The alert explains indicators of compromise, malware descriptions, network signatures and rules to detect North Korean cyber activity using a denial-of-service botnet that collects and controls Internet-connected devices.
Providers that don’t have intrusion detection software need to seriously consider getting it to detect data going in and out of the network, Kim advises. Without such detection software, a botnet could be delivering an organization’s data to an Internet Protocol address with which the organization does not have a business relationship, Kim explains.

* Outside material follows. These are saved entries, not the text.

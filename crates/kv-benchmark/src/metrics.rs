// Copyright (c) Mysten Labs, Inc.
// SPDX-License-Identifier: Apache-2.0

use std::net::SocketAddr;

use axum::{http::StatusCode, routing::get, Extension, Router};
use prometheus::{Registry, TextEncoder};
use tokio::{net::TcpListener, task::JoinHandle};
use tokio_util::sync::CancellationToken;
use tracing::{error, info};

/// Serves the prometheus registry as text on a "/metrics" route until the
/// cancellation token fires.
pub struct MetricsService {
    addr: SocketAddr,
    registry: Registry,
    cancel: CancellationToken,
}

impl MetricsService {
    pub fn new(addr: SocketAddr, registry: Registry, cancel: CancellationToken) -> Self {
        Self {
            addr,
            registry,
            cancel,
        }
    }

    /// Binds the listener and starts serving in the background. Returns the
    /// bound address, which differs from the requested one for port 0.
    pub async fn run(self) -> std::io::Result<(SocketAddr, JoinHandle<()>)> {
        let Self {
            addr,
            registry,
            cancel,
        } = self;

        let listener = TcpListener::bind(addr).await?;
        let local_addr = listener.local_addr()?;
        let app = Router::new()
            .route("/metrics", get(metrics))
            .layer(Extension(registry));

        let handle = tokio::spawn(async move {
            info!("Starting metrics service on {}", local_addr);
            let served = axum::serve(listener, app)
                .with_graceful_shutdown(async move {
                    cancel.cancelled().await;
                    info!("Shutdown received, shutting down metrics service");
                })
                .await;
            if let Err(e) = served {
                error!("Metrics service failed: {e}");
            }
        });
        Ok((local_addr, handle))
    }
}

async fn metrics(Extension(registry): Extension<Registry>) -> (StatusCode, String) {
    match TextEncoder.encode_to_string(&registry.gather()) {
        Ok(s) => (StatusCode::OK, s),
        Err(e) => (
            StatusCode::INTERNAL_SERVER_ERROR,
            format!("unable to encode metrics: {e}"),
        ),
    }
}

#[cfg(test)]
mod tests {
    use super::*;
    use crate::stats::{OpStatus, StatsCollector};
    use std::time::Duration;
    use tokio::io::{AsyncReadExt, AsyncWriteExt};
    use tokio::net::TcpStream;

    #[tokio::test]
    async fn serves_registered_metrics() {
        let registry = Registry::new();
        let stats = StatsCollector::new(&registry).unwrap();
        stats.record_outcome(OpStatus::FullQueue, Duration::from_millis(2), 0);

        let cancel = CancellationToken::new();
        let (addr, handle) = MetricsService::new(
            "127.0.0.1:0".parse().unwrap(),
            registry,
            cancel.clone(),
        )
        .run()
        .await
        .unwrap();

        let mut stream = TcpStream::connect(addr).await.unwrap();
        stream
            .write_all(b"GET /metrics HTTP/1.1\r\nHost: localhost\r\nConnection: close\r\n\r\n")
            .await
            .unwrap();
        let mut response = String::new();
        stream.read_to_string(&mut response).await.unwrap();

        assert!(response.starts_with("HTTP/1.1 200"));
        assert!(response.contains("client_transaction_latency_seconds_count{status=\"full_queue\"} 1"));

        cancel.cancel();
        handle.await.unwrap();
    }
}
// Copyright (c) Mysten Labs, Inc.
// SPDX-License-Identifier: Apache-2.0

/// Wrapping position over a fixed keyspace of `size` slots.
///
/// `position` is always in `[0, size)`. A cycle of size zero is unbounded:
/// it never moves and every advance reports a completed cycle.
#[derive(Debug, Clone, Copy, PartialEq, Eq)]
pub struct KeyCycle {
    position: u64,
    size: u64,
}

impl KeyCycle {
    pub fn new(size: u64) -> Self {
        Self::with_offset(size, 0)
    }

    pub fn with_offset(size: u64, offset: u64) -> Self {
        let position = if size == 0 { 0 } else { offset % size };
        Self { position, size }
    }

    pub fn position(&self) -> u64 {
        self.position
    }

    pub fn size(&self) -> u64 {
        self.size
    }

    /// Moves forward by `n` slots. Returns true iff the move reached or
    /// passed the end of the keyspace.
    pub fn advance(&mut self, n: u64) -> bool {
        if self.size == 0 {
            return true;
        }
        if n == 0 {
            return false;
        }
        let next = self.position + n;
        self.position = next % self.size;
        next >= self.size
    }

    /// Whether advancing by `n` would complete a cycle.
    pub fn is_next_complete(&self, n: u64) -> bool {
        self.size == 0 || (n > 0 && self.position + n >= self.size)
    }

    /// The next `n` positions, starting at the current one, without moving.
    pub fn peek(&self, n: u64) -> Vec<u64> {
        (0..n)
            .map(|i| {
                if self.size == 0 {
                    self.position + i
                } else {
                    (self.position + i) % self.size
                }
            })
            .collect()
    }
}

/// Decides the commit cadence: a write commits synchronously when the cursor
/// sits at position zero, i.e. once every `size` writes.
#[derive(Debug, Clone, Copy, PartialEq, Eq)]
pub struct CommitCursor(KeyCycle);

impl CommitCursor {
    pub fn new(commits_per_sync: u64, offset: u64) -> Self {
        Self(KeyCycle::with_offset(commits_per_sync, offset))
    }

    /// Staggers users across the cycle so they don't all sync at once: user
    /// `index` out of `user_count` starts at
    /// `round(index / (user_count - 1) * commits_per_sync)`.
    pub fn for_user(index: u64, user_count: u64, commits_per_sync: u64) -> Self {
        let offset = if user_count > 1 {
            let fraction = index as f64 / (user_count - 1) as f64;
            (fraction * commits_per_sync as f64).round() as u64
        } else {
            0
        };
        Self::new(commits_per_sync, offset)
    }

    pub fn position(&self) -> u64 {
        self.0.position()
    }

    /// A zero-sized cursor never asks for a synchronous commit.
    pub fn is_sync_due(&self) -> bool {
        self.0.size() > 0 && self.0.position() == 0
    }

    pub fn advance(&mut self) {
        self.0.advance(1);
    }
}

#[cfg(test)]
mod tests {
    use super::*;

    #[test]
    fn completes_exactly_on_wrap() {
        for size in 1..10 {
            let mut cycle = KeyCycle::new(size);
            for step in 1..=size {
                let completed = cycle.advance(1);
                assert_eq!(completed, step == size, "size {size} step {step}");
                assert!(cycle.position() < size);
            }
            assert_eq!(cycle.position(), 0);
        }
    }

    #[test]
    fn large_advance_wraps() {
        let mut cycle = KeyCycle::with_offset(5, 3);
        assert!(cycle.is_next_complete(2));
        assert!(cycle.advance(7));
        assert_eq!(cycle.position(), 0);
        assert!(!cycle.advance(0));
        assert_eq!(cycle.position(), 0);
    }

    #[test]
    fn zero_size_is_always_complete() {
        let mut cycle = KeyCycle::new(0);
        assert!(cycle.advance(0));
        assert!(cycle.advance(3));
        assert!(cycle.is_next_complete(0));
        assert_eq!(cycle.position(), 0);
        assert_eq!(cycle.peek(3), vec![0, 1, 2]);
    }

    #[test]
    fn peek_wraps_without_moving() {
        let cycle = KeyCycle::with_offset(5, 3);
        assert_eq!(cycle.peek(3), vec![3, 4, 0]);
        assert_eq!(cycle.position(), 3);
    }

    #[test]
    fn syncs_once_per_cycle() {
        for offset in 0..4 {
            let mut cursor = CommitCursor::new(4, offset);
            let mut syncs = 0;
            for _ in 0..4 {
                if cursor.is_sync_due() {
                    syncs += 1;
                }
                cursor.advance();
            }
            assert_eq!(syncs, 1, "offset {offset}");
        }
        assert!(!CommitCursor::new(0, 0).is_sync_due());
    }

    #[test]
    fn users_are_staggered() {
        assert_eq!(CommitCursor::for_user(0, 5, 10).position(), 0);
        assert_eq!(CommitCursor::for_user(2, 5, 10).position(), 5);
        // The last user lands on a full cycle, which wraps to zero.
        assert_eq!(CommitCursor::for_user(4, 5, 10).position(), 0);
        assert_eq!(CommitCursor::for_user(0, 1, 10).position(), 0);
    }
}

Also See: 10 things your next firewall must do
Further, a healthcare organization should be frequently monitoring the speed of its network; slowness, related to high bandwidth usage, could be the work of a botnet.
“You need to know that, when you have a denial of service attack, it can crash machines, and the botnet can lead to execution of commands to leach data out the door,” Kim contends. “The purpose of intelligence is to stay ahead of the threat, and if the network is crippled, you can’t get claims validated. You need to get ahead of it, so hire help if you don’t have the capabilities.”
Kim also advises conducting a comprehensive risk assessment of vulnerabilities and hardening networks and systems at risk now rather than when a problem arises. Remember, she cautions, some hospitals hit by the WannaCry ransomware virus had to turn patients away. “You don’t want to be in that position,” she adds.